=== SUPPLIED MATERIAL ===
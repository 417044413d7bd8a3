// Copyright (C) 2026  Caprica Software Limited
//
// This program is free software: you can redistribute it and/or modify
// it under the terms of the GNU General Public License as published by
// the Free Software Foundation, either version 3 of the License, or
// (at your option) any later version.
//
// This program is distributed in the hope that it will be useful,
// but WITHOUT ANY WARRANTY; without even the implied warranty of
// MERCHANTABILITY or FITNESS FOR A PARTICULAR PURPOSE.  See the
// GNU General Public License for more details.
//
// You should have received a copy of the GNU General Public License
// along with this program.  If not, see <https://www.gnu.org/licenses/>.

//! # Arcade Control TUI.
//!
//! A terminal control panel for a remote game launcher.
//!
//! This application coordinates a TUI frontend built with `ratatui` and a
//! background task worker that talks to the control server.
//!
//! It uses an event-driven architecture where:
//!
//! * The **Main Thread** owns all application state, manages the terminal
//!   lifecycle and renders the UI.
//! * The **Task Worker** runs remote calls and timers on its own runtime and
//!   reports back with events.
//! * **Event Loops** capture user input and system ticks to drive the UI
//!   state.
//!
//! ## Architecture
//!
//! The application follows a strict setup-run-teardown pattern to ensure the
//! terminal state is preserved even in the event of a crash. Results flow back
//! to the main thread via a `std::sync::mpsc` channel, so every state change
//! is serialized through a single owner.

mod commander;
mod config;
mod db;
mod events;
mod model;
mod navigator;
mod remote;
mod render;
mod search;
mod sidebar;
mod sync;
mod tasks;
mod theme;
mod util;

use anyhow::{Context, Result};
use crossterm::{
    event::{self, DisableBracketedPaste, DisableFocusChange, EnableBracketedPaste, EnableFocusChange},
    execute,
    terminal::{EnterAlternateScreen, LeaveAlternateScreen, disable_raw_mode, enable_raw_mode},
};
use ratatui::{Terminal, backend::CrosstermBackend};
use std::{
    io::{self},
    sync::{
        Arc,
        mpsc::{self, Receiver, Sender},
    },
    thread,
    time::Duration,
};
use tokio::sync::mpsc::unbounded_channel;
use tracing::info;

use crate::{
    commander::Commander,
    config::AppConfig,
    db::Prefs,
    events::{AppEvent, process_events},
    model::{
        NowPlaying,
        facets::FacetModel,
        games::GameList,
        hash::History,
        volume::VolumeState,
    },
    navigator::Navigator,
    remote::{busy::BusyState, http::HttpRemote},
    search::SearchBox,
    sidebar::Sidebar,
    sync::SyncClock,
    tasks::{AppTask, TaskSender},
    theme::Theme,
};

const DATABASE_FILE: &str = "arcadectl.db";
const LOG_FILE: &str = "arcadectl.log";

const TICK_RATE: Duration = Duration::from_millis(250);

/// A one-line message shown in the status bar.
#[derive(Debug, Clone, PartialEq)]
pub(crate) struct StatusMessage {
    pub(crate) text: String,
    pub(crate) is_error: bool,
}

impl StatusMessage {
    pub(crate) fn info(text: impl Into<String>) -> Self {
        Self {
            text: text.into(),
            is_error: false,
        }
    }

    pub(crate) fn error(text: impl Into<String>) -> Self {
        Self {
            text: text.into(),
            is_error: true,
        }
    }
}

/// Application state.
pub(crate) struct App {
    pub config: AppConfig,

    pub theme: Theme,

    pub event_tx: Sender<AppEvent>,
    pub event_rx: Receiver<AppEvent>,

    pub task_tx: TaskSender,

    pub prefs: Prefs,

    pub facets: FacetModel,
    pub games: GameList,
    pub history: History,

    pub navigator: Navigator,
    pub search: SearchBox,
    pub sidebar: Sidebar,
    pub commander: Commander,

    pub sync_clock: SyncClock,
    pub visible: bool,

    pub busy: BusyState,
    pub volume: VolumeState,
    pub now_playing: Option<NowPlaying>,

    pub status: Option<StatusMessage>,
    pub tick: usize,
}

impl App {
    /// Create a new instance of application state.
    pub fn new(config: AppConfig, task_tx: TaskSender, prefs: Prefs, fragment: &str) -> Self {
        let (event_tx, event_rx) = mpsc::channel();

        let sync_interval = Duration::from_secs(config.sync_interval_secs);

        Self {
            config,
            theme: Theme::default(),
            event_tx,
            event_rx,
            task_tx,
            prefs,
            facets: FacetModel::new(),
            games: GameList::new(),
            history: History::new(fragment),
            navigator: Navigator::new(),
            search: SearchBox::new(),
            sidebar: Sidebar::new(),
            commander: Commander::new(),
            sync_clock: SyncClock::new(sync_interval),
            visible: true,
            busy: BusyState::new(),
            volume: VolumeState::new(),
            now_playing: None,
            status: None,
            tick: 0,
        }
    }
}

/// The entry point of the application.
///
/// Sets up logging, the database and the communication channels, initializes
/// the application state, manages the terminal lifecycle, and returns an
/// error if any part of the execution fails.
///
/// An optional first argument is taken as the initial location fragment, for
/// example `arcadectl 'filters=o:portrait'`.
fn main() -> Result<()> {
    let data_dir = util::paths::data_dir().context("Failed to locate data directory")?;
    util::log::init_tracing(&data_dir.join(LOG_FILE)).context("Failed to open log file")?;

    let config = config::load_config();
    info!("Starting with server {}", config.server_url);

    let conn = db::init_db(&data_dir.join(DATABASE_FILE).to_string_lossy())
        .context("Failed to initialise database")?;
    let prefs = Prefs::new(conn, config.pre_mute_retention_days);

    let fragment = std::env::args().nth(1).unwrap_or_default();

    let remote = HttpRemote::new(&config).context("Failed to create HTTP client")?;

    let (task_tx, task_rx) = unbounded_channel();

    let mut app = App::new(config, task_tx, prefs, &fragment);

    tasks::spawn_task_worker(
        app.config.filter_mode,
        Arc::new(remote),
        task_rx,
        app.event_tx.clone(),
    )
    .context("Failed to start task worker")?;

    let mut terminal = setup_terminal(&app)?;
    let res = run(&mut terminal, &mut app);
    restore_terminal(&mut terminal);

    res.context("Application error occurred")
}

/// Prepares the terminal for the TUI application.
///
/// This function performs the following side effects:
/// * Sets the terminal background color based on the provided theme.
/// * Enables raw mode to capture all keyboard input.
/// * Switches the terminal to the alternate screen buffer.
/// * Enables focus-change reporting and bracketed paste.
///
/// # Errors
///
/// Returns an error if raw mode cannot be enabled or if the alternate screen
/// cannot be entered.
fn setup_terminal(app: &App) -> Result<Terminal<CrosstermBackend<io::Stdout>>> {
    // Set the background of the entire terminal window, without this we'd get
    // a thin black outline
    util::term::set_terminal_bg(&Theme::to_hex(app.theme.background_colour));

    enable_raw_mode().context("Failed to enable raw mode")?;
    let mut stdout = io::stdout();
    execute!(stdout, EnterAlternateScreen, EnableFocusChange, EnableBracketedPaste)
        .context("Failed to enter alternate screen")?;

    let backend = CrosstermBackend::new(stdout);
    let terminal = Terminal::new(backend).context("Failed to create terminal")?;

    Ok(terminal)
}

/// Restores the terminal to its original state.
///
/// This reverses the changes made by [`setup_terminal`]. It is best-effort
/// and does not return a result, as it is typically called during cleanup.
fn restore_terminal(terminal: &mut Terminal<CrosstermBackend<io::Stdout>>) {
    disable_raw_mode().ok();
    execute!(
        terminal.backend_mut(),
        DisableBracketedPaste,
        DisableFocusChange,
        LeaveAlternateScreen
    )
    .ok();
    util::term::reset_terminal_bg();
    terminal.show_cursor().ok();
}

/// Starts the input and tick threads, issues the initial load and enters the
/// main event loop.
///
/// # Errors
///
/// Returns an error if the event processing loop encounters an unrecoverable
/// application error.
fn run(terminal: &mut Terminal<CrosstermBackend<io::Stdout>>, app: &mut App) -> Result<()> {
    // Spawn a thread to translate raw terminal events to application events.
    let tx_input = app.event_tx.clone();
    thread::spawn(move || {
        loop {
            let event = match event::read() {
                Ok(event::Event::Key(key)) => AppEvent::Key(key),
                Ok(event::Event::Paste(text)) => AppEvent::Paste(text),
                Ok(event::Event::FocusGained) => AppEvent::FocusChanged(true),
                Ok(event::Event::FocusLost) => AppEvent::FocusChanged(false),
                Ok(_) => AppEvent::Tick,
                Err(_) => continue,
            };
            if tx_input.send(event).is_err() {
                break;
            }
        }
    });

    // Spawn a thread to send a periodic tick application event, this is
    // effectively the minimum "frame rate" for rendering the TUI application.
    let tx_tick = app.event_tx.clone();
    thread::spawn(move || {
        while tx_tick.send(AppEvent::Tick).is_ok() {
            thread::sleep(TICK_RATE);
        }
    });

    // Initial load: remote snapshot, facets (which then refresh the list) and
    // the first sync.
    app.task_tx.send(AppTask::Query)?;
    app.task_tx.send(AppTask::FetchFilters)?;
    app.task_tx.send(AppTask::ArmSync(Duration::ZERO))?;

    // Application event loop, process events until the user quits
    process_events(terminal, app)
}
===
=== SUPPLIED MATERIAL ===
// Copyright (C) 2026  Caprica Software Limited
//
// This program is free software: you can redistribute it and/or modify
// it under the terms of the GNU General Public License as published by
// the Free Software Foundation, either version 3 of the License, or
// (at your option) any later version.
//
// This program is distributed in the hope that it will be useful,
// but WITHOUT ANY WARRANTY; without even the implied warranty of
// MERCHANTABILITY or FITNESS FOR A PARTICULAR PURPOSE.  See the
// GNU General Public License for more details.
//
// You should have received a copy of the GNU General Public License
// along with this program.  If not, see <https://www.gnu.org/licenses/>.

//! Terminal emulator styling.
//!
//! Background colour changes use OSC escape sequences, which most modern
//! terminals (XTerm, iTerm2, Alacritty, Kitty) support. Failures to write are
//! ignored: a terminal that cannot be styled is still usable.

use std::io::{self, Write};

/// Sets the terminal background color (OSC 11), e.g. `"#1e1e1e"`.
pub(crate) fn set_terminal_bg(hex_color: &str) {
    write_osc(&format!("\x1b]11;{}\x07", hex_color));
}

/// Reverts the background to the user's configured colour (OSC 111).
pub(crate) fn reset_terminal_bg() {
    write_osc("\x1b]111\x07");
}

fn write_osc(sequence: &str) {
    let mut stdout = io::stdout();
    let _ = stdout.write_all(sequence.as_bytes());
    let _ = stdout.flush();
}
===
=== SUPPLIED MATERIAL ===
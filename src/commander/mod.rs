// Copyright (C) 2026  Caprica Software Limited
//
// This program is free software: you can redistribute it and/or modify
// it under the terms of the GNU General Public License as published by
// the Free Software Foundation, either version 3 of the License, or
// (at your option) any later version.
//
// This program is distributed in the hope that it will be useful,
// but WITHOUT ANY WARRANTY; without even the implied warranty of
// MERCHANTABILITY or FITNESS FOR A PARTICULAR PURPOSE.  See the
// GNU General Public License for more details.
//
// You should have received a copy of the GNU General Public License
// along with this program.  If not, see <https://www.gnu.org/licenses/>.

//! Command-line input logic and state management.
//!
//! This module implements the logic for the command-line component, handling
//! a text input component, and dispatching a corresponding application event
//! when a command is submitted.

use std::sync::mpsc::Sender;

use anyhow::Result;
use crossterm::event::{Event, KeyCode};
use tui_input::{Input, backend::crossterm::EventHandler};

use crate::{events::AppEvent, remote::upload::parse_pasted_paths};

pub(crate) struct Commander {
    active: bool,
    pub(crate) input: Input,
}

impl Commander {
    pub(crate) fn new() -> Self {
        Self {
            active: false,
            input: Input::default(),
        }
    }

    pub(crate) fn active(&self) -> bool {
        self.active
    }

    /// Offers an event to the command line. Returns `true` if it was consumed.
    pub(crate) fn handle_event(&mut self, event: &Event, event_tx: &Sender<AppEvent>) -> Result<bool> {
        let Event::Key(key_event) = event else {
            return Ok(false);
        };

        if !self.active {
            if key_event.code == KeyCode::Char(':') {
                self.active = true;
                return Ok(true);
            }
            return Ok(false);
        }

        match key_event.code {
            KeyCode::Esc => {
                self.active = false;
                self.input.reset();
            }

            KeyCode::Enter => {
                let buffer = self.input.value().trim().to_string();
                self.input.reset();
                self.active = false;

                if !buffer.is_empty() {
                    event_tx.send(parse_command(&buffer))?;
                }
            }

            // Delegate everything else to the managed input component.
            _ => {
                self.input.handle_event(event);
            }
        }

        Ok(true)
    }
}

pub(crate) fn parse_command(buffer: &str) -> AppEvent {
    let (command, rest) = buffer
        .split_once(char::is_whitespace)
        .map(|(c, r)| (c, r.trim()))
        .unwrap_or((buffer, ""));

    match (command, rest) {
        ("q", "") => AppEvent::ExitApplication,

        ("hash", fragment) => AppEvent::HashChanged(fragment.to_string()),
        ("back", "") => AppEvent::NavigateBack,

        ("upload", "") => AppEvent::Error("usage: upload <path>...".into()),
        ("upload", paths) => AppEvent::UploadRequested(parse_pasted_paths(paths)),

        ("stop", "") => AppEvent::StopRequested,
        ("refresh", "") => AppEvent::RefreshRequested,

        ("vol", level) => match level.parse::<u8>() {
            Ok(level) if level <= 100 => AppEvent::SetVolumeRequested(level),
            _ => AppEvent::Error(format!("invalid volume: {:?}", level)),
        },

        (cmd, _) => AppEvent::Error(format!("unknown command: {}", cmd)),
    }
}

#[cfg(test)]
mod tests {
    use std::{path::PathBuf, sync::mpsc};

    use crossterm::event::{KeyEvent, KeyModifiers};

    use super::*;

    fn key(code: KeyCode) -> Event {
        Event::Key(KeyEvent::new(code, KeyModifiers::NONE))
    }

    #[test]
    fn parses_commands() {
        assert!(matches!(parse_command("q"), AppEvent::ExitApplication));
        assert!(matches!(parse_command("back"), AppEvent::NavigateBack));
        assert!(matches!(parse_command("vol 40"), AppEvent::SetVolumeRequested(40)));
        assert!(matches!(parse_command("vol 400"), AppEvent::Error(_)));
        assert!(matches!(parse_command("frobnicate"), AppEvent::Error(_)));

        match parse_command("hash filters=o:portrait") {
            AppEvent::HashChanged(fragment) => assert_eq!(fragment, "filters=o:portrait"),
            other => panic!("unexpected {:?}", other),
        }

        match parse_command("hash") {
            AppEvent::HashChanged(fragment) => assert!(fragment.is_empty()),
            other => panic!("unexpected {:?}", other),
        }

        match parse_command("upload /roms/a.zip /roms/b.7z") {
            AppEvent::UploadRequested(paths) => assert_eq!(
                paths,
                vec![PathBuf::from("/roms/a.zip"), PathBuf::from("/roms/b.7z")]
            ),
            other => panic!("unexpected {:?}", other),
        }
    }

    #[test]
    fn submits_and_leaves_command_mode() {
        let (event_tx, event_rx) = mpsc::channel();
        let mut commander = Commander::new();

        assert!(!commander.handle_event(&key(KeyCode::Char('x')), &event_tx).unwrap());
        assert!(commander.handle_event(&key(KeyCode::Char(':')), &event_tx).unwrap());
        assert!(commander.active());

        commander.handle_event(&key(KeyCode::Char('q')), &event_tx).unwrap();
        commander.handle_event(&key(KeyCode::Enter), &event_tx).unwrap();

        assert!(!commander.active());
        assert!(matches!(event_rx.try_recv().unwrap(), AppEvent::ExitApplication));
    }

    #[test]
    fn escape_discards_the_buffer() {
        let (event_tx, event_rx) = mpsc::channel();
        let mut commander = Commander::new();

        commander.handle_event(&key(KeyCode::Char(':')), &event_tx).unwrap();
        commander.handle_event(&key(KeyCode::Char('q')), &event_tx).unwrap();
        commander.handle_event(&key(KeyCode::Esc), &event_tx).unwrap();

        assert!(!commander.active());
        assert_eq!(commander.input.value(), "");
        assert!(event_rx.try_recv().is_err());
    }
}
===
WHAT NEEDS TO BE DONE.
Could you tally the lines in the data that contain the string "CrosstermBackend" and answer with the number alone?

SOLUTION TO THIS EXERCISE.
5